EXERCISE REQUIREMENTS:
Reproduce the top of the data verbatim, through and including the line that contains "f.write_str(self.as_str())".

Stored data

————————

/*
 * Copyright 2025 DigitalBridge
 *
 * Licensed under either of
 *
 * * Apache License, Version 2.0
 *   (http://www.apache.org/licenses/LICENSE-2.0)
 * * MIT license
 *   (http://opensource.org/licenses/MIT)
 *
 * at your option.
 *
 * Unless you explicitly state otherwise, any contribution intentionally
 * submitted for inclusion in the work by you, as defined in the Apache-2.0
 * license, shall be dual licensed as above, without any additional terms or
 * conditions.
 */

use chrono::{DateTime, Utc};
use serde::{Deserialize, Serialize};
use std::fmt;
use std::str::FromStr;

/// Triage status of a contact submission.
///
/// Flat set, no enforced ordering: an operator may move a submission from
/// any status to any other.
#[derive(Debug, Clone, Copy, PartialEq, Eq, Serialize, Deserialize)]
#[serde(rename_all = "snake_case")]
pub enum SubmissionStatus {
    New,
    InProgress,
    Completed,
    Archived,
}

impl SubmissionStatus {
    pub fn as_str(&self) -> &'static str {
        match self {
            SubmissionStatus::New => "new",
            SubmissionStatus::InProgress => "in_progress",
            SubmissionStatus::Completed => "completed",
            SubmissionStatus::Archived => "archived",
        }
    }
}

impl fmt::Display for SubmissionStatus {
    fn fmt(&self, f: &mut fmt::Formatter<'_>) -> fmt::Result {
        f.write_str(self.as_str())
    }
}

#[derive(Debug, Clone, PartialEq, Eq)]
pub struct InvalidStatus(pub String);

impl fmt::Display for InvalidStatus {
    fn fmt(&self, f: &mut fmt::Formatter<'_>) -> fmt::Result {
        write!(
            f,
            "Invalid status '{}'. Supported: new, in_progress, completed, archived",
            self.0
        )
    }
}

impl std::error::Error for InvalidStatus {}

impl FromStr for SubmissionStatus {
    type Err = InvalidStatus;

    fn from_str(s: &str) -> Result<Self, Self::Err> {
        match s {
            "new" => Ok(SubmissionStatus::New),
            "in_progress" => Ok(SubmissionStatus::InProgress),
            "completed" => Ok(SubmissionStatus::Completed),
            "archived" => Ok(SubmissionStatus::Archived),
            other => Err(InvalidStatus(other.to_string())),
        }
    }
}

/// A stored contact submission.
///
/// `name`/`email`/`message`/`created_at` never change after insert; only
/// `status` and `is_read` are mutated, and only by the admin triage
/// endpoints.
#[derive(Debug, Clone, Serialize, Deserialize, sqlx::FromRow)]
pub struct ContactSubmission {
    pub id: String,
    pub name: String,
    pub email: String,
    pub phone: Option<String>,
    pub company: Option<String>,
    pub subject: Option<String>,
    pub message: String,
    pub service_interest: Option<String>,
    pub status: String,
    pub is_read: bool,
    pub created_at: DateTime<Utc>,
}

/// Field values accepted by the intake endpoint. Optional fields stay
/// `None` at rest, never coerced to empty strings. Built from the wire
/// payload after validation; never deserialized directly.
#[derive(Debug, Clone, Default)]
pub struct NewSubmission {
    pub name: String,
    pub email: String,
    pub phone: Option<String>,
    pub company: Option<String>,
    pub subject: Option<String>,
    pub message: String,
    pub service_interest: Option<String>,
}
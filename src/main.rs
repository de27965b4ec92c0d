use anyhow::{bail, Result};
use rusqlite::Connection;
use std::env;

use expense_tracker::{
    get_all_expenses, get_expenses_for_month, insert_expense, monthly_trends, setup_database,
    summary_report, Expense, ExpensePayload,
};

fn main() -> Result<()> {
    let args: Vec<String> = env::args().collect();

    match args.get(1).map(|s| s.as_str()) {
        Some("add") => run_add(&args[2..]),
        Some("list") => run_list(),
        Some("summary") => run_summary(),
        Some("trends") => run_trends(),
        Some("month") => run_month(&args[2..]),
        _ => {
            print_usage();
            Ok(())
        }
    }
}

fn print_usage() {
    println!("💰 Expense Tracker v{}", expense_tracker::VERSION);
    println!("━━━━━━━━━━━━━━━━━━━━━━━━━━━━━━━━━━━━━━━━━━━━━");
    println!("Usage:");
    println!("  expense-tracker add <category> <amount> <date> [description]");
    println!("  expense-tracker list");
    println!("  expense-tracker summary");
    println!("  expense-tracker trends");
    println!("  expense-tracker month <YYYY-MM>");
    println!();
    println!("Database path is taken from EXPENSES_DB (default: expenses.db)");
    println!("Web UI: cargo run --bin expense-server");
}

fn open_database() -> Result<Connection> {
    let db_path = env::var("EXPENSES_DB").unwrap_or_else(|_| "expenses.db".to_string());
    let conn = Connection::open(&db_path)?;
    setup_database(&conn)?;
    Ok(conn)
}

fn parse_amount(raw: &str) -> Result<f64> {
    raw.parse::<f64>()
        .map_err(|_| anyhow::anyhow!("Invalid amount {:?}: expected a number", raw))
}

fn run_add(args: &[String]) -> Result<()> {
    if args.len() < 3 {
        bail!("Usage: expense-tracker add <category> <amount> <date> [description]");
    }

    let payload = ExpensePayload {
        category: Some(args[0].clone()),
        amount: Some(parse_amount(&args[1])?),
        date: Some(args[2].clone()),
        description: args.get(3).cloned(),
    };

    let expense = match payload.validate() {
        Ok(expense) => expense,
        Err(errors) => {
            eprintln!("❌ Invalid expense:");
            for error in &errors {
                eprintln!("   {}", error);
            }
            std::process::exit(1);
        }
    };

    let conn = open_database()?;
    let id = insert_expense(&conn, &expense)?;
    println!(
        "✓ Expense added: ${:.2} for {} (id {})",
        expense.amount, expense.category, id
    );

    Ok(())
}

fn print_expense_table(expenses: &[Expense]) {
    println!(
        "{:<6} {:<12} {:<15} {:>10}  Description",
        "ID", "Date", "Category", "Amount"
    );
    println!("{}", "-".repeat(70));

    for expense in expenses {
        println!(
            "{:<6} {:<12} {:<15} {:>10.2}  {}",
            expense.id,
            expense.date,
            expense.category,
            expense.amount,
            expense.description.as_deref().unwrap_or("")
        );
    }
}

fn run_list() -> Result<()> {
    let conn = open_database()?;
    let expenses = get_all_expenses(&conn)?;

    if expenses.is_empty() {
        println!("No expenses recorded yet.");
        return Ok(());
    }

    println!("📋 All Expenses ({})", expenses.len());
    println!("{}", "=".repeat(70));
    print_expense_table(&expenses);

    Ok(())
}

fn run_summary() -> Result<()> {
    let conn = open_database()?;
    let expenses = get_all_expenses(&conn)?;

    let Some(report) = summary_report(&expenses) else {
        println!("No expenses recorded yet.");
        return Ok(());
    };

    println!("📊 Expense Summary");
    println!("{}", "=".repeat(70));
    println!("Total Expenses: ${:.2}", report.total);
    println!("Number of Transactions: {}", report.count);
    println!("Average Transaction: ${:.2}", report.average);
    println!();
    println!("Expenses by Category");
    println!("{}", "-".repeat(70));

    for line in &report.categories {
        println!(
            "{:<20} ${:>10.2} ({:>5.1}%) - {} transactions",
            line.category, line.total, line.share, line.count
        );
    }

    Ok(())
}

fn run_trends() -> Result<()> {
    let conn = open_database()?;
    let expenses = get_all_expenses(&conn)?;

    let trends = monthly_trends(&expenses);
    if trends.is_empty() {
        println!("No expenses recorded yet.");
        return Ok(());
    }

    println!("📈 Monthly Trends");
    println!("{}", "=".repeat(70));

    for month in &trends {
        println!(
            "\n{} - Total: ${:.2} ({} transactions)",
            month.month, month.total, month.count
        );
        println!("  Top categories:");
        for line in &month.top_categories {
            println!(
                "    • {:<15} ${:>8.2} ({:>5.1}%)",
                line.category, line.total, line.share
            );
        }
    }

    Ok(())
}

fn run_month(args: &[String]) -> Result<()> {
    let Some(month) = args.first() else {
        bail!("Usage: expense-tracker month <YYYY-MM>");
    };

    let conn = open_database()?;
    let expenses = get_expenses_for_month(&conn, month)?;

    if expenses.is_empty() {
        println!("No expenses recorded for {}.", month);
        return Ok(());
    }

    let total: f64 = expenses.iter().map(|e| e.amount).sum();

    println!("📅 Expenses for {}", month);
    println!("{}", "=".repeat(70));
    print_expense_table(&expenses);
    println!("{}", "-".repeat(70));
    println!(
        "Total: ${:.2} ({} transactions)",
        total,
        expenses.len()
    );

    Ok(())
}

————————

WRITTEN REPLY:
/*
 * Copyright 2025 DigitalBridge
 *
 * Licensed under either of
 *
 * * Apache License, Version 2.0
 *   (http://www.apache.org/licenses/LICENSE-2.0)
 * * MIT license
 *   (http://opensource.org/licenses/MIT)
 *
 * at your option.
 *
 * Unless you explicitly state otherwise, any contribution intentionally
 * submitted for inclusion in the work by you, as defined in the Apache-2.0
 * license, shall be dual licensed as above, without any additional terms or
 * conditions.
 */

use chrono::{DateTime, Utc};
use serde::{Deserialize, Serialize};
use std::fmt;
use std::str::FromStr;

/// Triage status of a contact submission.
///
/// Flat set, no enforced ordering: an operator may move a submission from
/// any status to any other.
#[derive(Debug, Clone, Copy, PartialEq, Eq, Serialize, Deserialize)]
#[serde(rename_all = "snake_case")]
pub enum SubmissionStatus {
    New,
    InProgress,
    Completed,
    Archived,
}

impl SubmissionStatus {
    pub fn as_str(&self) -> &'static str {
        match self {
            SubmissionStatus::New => "new",
            SubmissionStatus::InProgress => "in_progress",
            SubmissionStatus::Completed => "completed",
            SubmissionStatus::Archived => "archived",
        }
    }
}

impl fmt::Display for SubmissionStatus {
    fn fmt(&self, f: &mut fmt::Formatter<'_>) -> fmt::Result {
        f.write_str(self.as_str())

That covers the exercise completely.